If I'm ever salaried, I'll try it out and report back :)

> What you're missing from all of this is the uncertainty of fair market rate,
> which also discourages folks from asking for more.

I don't think there is or can be a "fair market rate" in an unestablished,
fast-changing field. By changing your responsibilities and deliverables a tiny
bit, you might triple the value you're producing and be compensated much more
for it.

------
keyist
Great advice. The most important part of #3, "stress how much more you’d like
to do going forwards" isn't highlighted enough, however. That is, you have to
establish clearly what you're looking for. The template is:

    
    
      In X months I want to be making Y.  What needs to happen for me to get there?
    

Part of any employee's job is to manage expectations. This way, you're both
communicating your expectations to your manager and clarifying theirs. It also
adheres to the "no surprises" rule by giving prior notice.

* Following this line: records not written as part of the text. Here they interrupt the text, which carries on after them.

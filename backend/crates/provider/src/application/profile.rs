//! Provider profiles and their approval

use chrono::Utc;
use kernel::error::app_error::AppError;
use kernel::id::{CategoryId, ProviderId, ServiceAreaId};
use kernel::role::UserRole;
use platform::actor::ActorContext;
use std::sync::Arc;

use crate::domain::entity::provider::{Provider, ProviderProfile};
use crate::domain::repository::{ProviderFilter, ProviderRepository};
use crate::domain::value_object::provider_status::ProviderStatus;
use crate::error::{ProviderError, ProviderResult};

pub const MODERATOR_ROLES: [UserRole; 2] = [UserRole::Admin, UserRole::LguStaff];

pub struct ProviderProfileUseCase<R>
where
    R: ProviderRepository,
{
    repo: Arc<R>,
}

impl<R> ProviderProfileUseCase<R>
where
    R: ProviderRepository,
{
    pub fn new(repo: Arc<R>) -> Self {
        Self { repo }
    }

    pub async fn register(
        &self,
        actor: &ActorContext,
        profile: ProviderProfile,
    ) -> ProviderResult<Provider> {
        actor.require_any_role(&[UserRole::Provider])?;
        self.check_references(&profile).await?;

        let provider = Provider::register(actor.user_id.clone(), profile, Utc::now());
        self.repo.insert_provider(&provider).await?;

        tracing::info!(
            provider_id = %provider.id,
            owner_id = %provider.owner_id,
            "Provider registered"
        );
        Ok(provider)
    }

    pub async fn mine(&self, actor: &ActorContext) -> ProviderResult<Provider> {
        actor.require_any_role(&[UserRole::Provider])?;
        self.repo
            .find_provider_by_owner(&actor.user_id)
            .await?
            .ok_or(ProviderError::ProviderNotFound)
    }

    pub async fn update_mine(
        &self,
        actor: &ActorContext,
        profile: ProviderProfile,
    ) -> ProviderResult<Provider> {
        let mut provider = self.mine(actor).await?;
        self.check_references(&profile).await?;

        provider.update_profile(profile, Utc::now());
        self.repo.update_provider(&provider).await?;

        tracing::info!(provider_id = %provider.id, "Provider profile updated");
        Ok(provider)
    }

    /// Providers that are not active are only visible to their owner and
    /// to moderators
    pub async fn get(&self, id: &str, viewer: Option<&ActorContext>) -> ProviderResult<Provider> {
        let id: ProviderId = id.parse().map_err(AppError::from)?;
        let provider = self
            .repo
            .find_provider(&id)
            .await?
            .ok_or(ProviderError::ProviderNotFound)?;

        let privileged = viewer.is_some_and(|v| {
            provider.is_owned_by(&v.user_id) || v.has_any_role(&MODERATOR_ROLES)
        });
        if provider.is_active() || privileged {
            Ok(provider)
        } else {
            Err(ProviderError::ProviderNotFound)
        }
    }

    /// Active providers only
    pub async fn search(
        &self,
        category_id: Option<CategoryId>,
        area_id: Option<ServiceAreaId>,
        limit: i64,
    ) -> ProviderResult<Vec<Provider>> {
        self.repo
            .list_providers(&ProviderFilter {
                category_id,
                area_id,
                status: ProviderStatus::Active,
                limit,
            })
            .await
    }

    pub async fn set_status(
        &self,
        actor: &ActorContext,
        id: &str,
        status: ProviderStatus,
    ) -> ProviderResult<Provider> {
        actor.require_any_role(&MODERATOR_ROLES)?;
        let id: ProviderId = id.parse().map_err(AppError::from)?;

        let mut provider = self
            .repo
            .find_provider(&id)
            .await?
            .ok_or(ProviderError::ProviderNotFound)?;
        let previous = provider.status;

        provider.set_status(status, Utc::now())?;
        self.repo.update_provider(&provider).await?;

        tracing::info!(
            provider_id = %provider.id,
            moderator_id = %actor.user_id,
            from = %previous,
            to = %provider.status,
            "Provider status changed"
        );
        Ok(provider)
    }

    async fn check_references(&self, profile: &ProviderProfile) -> ProviderResult<()> {
        if !self.repo.category_exists(&profile.category_id).await? {
            return Err(ProviderError::UnknownReference("categoryId"));
        }

        let mut areas = profile.service_area_ids.clone();
        areas.sort_by_key(|id| *id.as_uuid());
        areas.dedup();
        if self.repo.count_service_areas(&areas).await? != areas.len() {
            return Err(ProviderError::UnknownReference("serviceAreaIds"));
        }
        Ok(())
    }
}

Then, you need to occasionally ping your manager to see how you're tracking
towards your goal. This gives you an indication of progress, and uses human
bias towards consistency (as described in Cialdini's "Influence") to your
advantage. If your manager has been telling you that you're on course for the
150k you asked for over the course of 6 months, it'll be difficult to suddenly
reverse when decision time comes.

------
ilikepi
A really great article to have in my head a week away from my first annual
review at my current company. Selling myself has never been a strong suit
(that whole social awkwardness thing, seemingly common in geeks). Stressing
future plans in the context of making the company money, as opposed to just
improving my own competencies, seems somewhat obvious upon reading it, but I
doubt I would have thought of it.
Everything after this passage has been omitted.